Was FUCKING AMAZING.

Lets see, a quick recap. (Previously posted on my Live Journal, but slightly edited )

I instigated my second orgy in two months.

I played sexually with two beautiful women. One of which I may get to play with again :)

I fucked a huge cock with a woman’s hand inside my ass.

I let said huge cock fuck my ass, and I was able to take it. It was also his first time for any sort of anal play, and it was awesome. I now understand the need for deeper anal lube.

I had a horizontal rope suspension with a famous BDSM presenter. I loved it, and want to do more.

I got to beat up a pain slut.

I got to do a three top spanking scene.

I got to see and experience an absolutely amazing presenter, and participate in something that very very few people will ever do or conceive of.

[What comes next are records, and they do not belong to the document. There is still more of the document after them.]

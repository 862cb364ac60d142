//! In-memory temporary table.

use bytes::Bytes;
use vesta_common::{RowId, TableId, TempTableConfig, HEAP_ROW_OVERHEAD, MAX_RECORD_SIZE};

use crate::error::{HandlerError, HandlerResult};
use crate::handler::{ExtraFlag, TableHandler};
use crate::index::TableIndexes;
use crate::spec::{Representation, TableSpec};

/// Temporary table held entirely in memory.
///
/// Rows are kept in insertion order. The table refuses writes with
/// [`HandlerError::TableFull`] once the configured byte or row capacity
/// would be exceeded; capacity is checked before the unique key, so a full
/// table reports `TableFull` even for a row it already holds.
#[derive(Debug)]
pub struct HeapTable {
    id: TableId,
    spec: TableSpec,
    rows: Vec<Bytes>,
    /// Record bytes plus per-row overhead currently charged.
    used_bytes: usize,
    data_bytes: u64,
    max_bytes: usize,
    max_rows: Option<u64>,
    indexes: TableIndexes,
    ignore_dup_key: bool,
}

impl HeapTable {
    /// Creates an empty in-memory table.
    pub fn new(id: TableId, spec: TableSpec, config: &TempTableConfig) -> Self {
        let indexes = TableIndexes::new(spec.key);
        Self {
            id,
            spec,
            rows: Vec::new(),
            used_bytes: 0,
            data_bytes: 0,
            max_bytes: config.max_heap_table_size,
            max_rows: config.max_heap_rows,
            indexes,
            ignore_dup_key: false,
        }
    }

    /// Returns true if a record of `len` bytes still fits.
    fn has_room_for(&self, len: usize) -> bool {
        if let Some(max_rows) = self.max_rows {
            if self.rows.len() as u64 >= max_rows {
                return false;
            }
        }
        self.used_bytes + len + HEAP_ROW_OVERHEAD <= self.max_bytes
    }

    fn record(&self, row: RowId) -> HandlerResult<Bytes> {
        self.rows
            .get(row.as_index())
            .cloned()
            .ok_or_else(|| HandlerError::corrupted(format!("dangling index entry {row:?}")))
    }
}

impl TableHandler for HeapTable {
    fn id(&self) -> TableId {
        self.id
    }

    fn spec(&self) -> &TableSpec {
        &self.spec
    }

    fn representation(&self) -> Representation {
        Representation::InMemory
    }

    fn write_row(&mut self, record: Bytes) -> HandlerResult<()> {
        if record.len() > MAX_RECORD_SIZE {
            return Err(HandlerError::RecordTooLarge {
                size: record.len(),
                max: MAX_RECORD_SIZE,
            });
        }

        if !self.has_room_for(record.len()) {
            return Err(HandlerError::TableFull {
                representation: Representation::InMemory,
                rows: self.rows.len() as u64,
                bytes: self.data_bytes,
            });
        }

        self.indexes.check(&record)?;

        let row = RowId::from(self.rows.len());
        self.indexes.insert(&record, row)?;
        self.used_bytes += record.len() + HEAP_ROW_OVERHEAD;
        self.data_bytes += record.len() as u64;
        self.rows.push(record);
        Ok(())
    }

    fn index_init(&mut self) -> HandlerResult<()> {
        self.indexes.init()
    }

    fn index_end(&mut self) {
        self.indexes.end();
    }

    fn index_active(&self) -> bool {
        self.indexes.is_active()
    }

    fn index_read_hash(&mut self, hash: u64) -> HandlerResult<Vec<Bytes>> {
        self.indexes
            .probe(hash)?
            .iter()
            .map(|&row| self.record(row))
            .collect()
    }

    fn extra(&mut self, flag: ExtraFlag) {
        self.ignore_dup_key = matches!(flag, ExtraFlag::IgnoreDupKey);
    }

    fn ignores_duplicates(&self) -> bool {
        self.ignore_dup_key
    }

    fn delete_all_rows(&mut self) -> HandlerResult<()> {
        self.rows.clear();
        self.indexes.clear();
        self.used_bytes = 0;
        self.data_bytes = 0;
        Ok(())
    }

    fn scan(&mut self) -> HandlerResult<Vec<Bytes>> {
        Ok(self.rows.clone())
    }

    fn row_count(&self) -> u64 {
        self.rows.len() as u64
    }

    fn data_bytes(&self) -> u64 {
        self.data_bytes
    }
}

#[cfg(test)]
mod tests {
    use super::*;
    use crate::error::ErrorClass;
    use crate::record::{append_hash_column, hash_payload};
    use crate::spec::KeyKind;

    fn table(key: KeyKind, max_rows: u64) -> HeapTable {
        let config = TempTableConfig::for_testing().with_max_heap_rows(max_rows);
        HeapTable::new(TableId::new(1), TableSpec::new("t", 1).with_key(key), &config)
    }

    #[test]
    fn test_insert_and_scan_in_order() {
        let mut heap = table(KeyKind::None, 10);
        heap.write_row(Bytes::from_static(b"b")).unwrap();
        heap.write_row(Bytes::from_static(b"a")).unwrap();
        heap.write_row(Bytes::from_static(b"b")).unwrap();

        assert_eq!(heap.row_count(), 3);
        assert_eq!(heap.data_bytes(), 3);
        let rows = heap.scan().unwrap();
        assert_eq!(
            rows,
            vec![
                Bytes::from_static(b"b"),
                Bytes::from_static(b"a"),
                Bytes::from_static(b"b"),
            ]
        );
    }

    #[test]
    fn test_unique_key_duplicate() {
        let mut heap = table(KeyKind::Unique, 10);
        heap.write_row(Bytes::from_static(b"a")).unwrap();

        let err = heap.write_row(Bytes::from_static(b"a")).unwrap_err();
        assert!(matches!(err, HandlerError::DuplicateKey));
        assert_eq!(heap.classify_error(&err), ErrorClass::Other);

        heap.extra(ExtraFlag::IgnoreDupKey);
        assert!(heap.is_ignorable_error(&err));
        assert_eq!(heap.row_count(), 1);
    }

    #[test]
    fn test_row_capacity() {
        let mut heap = table(KeyKind::Unique, 2);
        heap.write_row(Bytes::from_static(b"a")).unwrap();
        heap.write_row(Bytes::from_static(b"b")).unwrap();

        // Full wins over duplicate.
        let err = heap.write_row(Bytes::from_static(b"a")).unwrap_err();
        assert!(matches!(err, HandlerError::TableFull { rows: 2, .. }));
        assert_eq!(heap.classify_error(&err), ErrorClass::CapacityExceeded);
    }

    #[test]
    fn test_byte_capacity() {
        let config = TempTableConfig::for_testing();
        let mut heap = HeapTable::new(TableId::new(1), TableSpec::new("t", 1), &config);
        let big = Bytes::from(vec![7u8; config.max_heap_table_size]);
        let err = heap.write_row(big).unwrap_err();
        assert!(matches!(err, HandlerError::TableFull { rows: 0, .. }));
    }

    #[test]
    fn test_hash_index_lookup() {
        let mut heap = table(KeyKind::Hash, 10);
        let hash = hash_payload(b"x");
        heap.write_row(append_hash_column(b"x", hash)).unwrap();

        assert!(matches!(
            heap.index_read_hash(hash),
            Err(HandlerError::IndexNotInitialized)
        ));

        heap.index_init().unwrap();
        assert!(heap.index_active());
        let found = heap.index_read_hash(hash).unwrap();
        assert_eq!(found.len(), 1);
        assert!(heap.index_read_hash(hash_payload(b"y")).unwrap().is_empty());

        heap.index_end();
        assert!(!heap.index_active());
    }

    #[test]
    fn test_hash_key_requires_hash_column() {
        let mut heap = table(KeyKind::Hash, 10);
        let err = heap.write_row(Bytes::from_static(b"abc")).unwrap_err();
        assert!(matches!(err, HandlerError::Corrupted(_)));
        assert_eq!(heap.row_count(), 0);
    }

    #[test]
    fn test_delete_all_rows_keeps_flags() {
        let mut heap = table(KeyKind::Hash, 10);
        heap.extra(ExtraFlag::IgnoreDupKey);
        heap.index_init().unwrap();
        let hash = hash_payload(b"x");
        heap.write_row(append_hash_column(b"x", hash)).unwrap();

        heap.delete_all_rows().unwrap();
        assert_eq!(heap.row_count(), 0);
        assert_eq!(heap.data_bytes(), 0);
        assert!(heap.ignores_duplicates());
        assert!(heap.index_read_hash(hash).unwrap().is_empty());
    }
}
//! Configuration for Vesta.
//!
//! This module provides the configuration structures read by the storage
//! layer when it sizes temporary tables.

mod temp_table;

pub use temp_table::TempTableConfig;
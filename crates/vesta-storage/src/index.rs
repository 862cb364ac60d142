//! Uniqueness indexes shared by every table representation.

use std::collections::{BTreeMap, HashMap};

use bytes::Bytes;
use vesta_common::RowId;

use crate::error::{HandlerError, HandlerResult};
use crate::record::split_hash_column;
use crate::spec::KeyKind;

/// Index state of one table.
///
/// A native unique key maps the whole record to its row; a hash index maps
/// the hidden hash column to every row carrying it. Only one of the two is
/// populated, according to the table's [`KeyKind`].
#[derive(Debug)]
pub(crate) struct TableIndexes {
    kind: KeyKind,
    unique: BTreeMap<Bytes, RowId>,
    hash: HashMap<u64, Vec<RowId>>,
    /// Whether the hash index has been opened for lookups.
    hash_active: bool,
}

impl TableIndexes {
    pub(crate) fn new(kind: KeyKind) -> Self {
        Self {
            kind,
            unique: BTreeMap::new(),
            hash: HashMap::new(),
            hash_active: false,
        }
    }

    /// Rejects `record` if it violates the unique key or lacks its hash column.
    pub(crate) fn check(&self, record: &[u8]) -> HandlerResult<()> {
        match self.kind {
            KeyKind::None => Ok(()),
            KeyKind::Unique => {
                if self.unique.contains_key(record) {
                    Err(HandlerError::DuplicateKey)
                } else {
                    Ok(())
                }
            }
            KeyKind::Hash => split_hash_column(record).map(|_| ()),
        }
    }

    /// Adds an already checked record.
    pub(crate) fn insert(&mut self, record: &Bytes, row: RowId) -> HandlerResult<()> {
        match self.kind {
            KeyKind::None => {}
            KeyKind::Unique => {
                self.unique.insert(record.clone(), row);
            }
            KeyKind::Hash => {
                let (_, hash) = split_hash_column(record)?;
                self.hash.entry(hash).or_default().push(row);
            }
        }
        Ok(())
    }

    pub(crate) fn init(&mut self) -> HandlerResult<()> {
        if self.kind != KeyKind::Hash {
            return Err(HandlerError::not_supported(
                "index_init on a table without a hash index",
            ));
        }
        self.hash_active = true;
        Ok(())
    }

    pub(crate) fn end(&mut self) {
        self.hash_active = false;
    }

    pub(crate) fn is_active(&self) -> bool {
        self.hash_active
    }

    /// Returns the rows whose hidden hash equals `hash`.
    pub(crate) fn probe(&self, hash: u64) -> HandlerResult<&[RowId]> {
        if !self.hash_active {
            return Err(HandlerError::IndexNotInitialized);
        }
        Ok(self.hash.get(&hash).map(Vec::as_slice).unwrap_or(&[]))
    }

    /// Rows in unique key order, if the table has a unique key.
    pub(crate) fn key_order(&self) -> Option<Vec<RowId>> {
        match self.kind {
            KeyKind::Unique => Some(self.unique.values().copied().collect()),
            _ => None,
        }
    }

    /// Drops every entry; the open/closed state of the hash index is kept.
    pub(crate) fn clear(&mut self) {
        self.unique.clear();
        self.hash.clear();
    }
}
//! Error codes shared across Vesta.
//!
//! Each crate owns its error enum; this module provides the stable numeric
//! codes those enums map onto.

mod codes;

pub use codes::ErrorCode;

I flirted with lots of people.

I bought fucking awesome spiky boots. Pictures coming soon, I promise.

I also bought Opening Up, and had Tristan sign it. I also mistook Tristan for a girl in my class.

I did a lot of talking and thinking about the scene and BDSM and submission. I was talking with a dominant from the above mentioned spanking scene about my current state of mind. Basically, I would like to take a step towards submission within a relationship, but I am not sure if I can handle it, either physically or emotionally. This dominant made the very practical recommendation that I try it, and see if I enjoy it. If I do or I dont, I have learned a very valuable lesson. The presenter afterward suggested that which scares us most is probably the very experience that we need to attempt. Thus, I will attempt it.

I cried with the needle play that I was seeking, which has led me to my realization that I really need to find a professional to help me deal with this. I have a few feelers out for kink and insurance friendly therapists in the area. (The answer is not “just stop playing” as I think the underlying reason, whatever it is, is affecting other portions of my life. Its just that physical pain will bring it out much faster than emotional work will.)

In short, it was fucking amazing. And, since then, I have now used “fucking” far too much as a descriptor.

If you would like more in-depth information about any of these items, drop me a comment and I will write more extensively about it! :-)

4 Responses to “Dark Odyssey”
  1. ammre says:

    that sounds awesome. Maybe my next DO will be as awesome.

  2. Lynn says:

    You are going a long way very fast – I’m glad that the experiences are amazing. *hugs*

    I hope that you are able to get with a good therapist soon.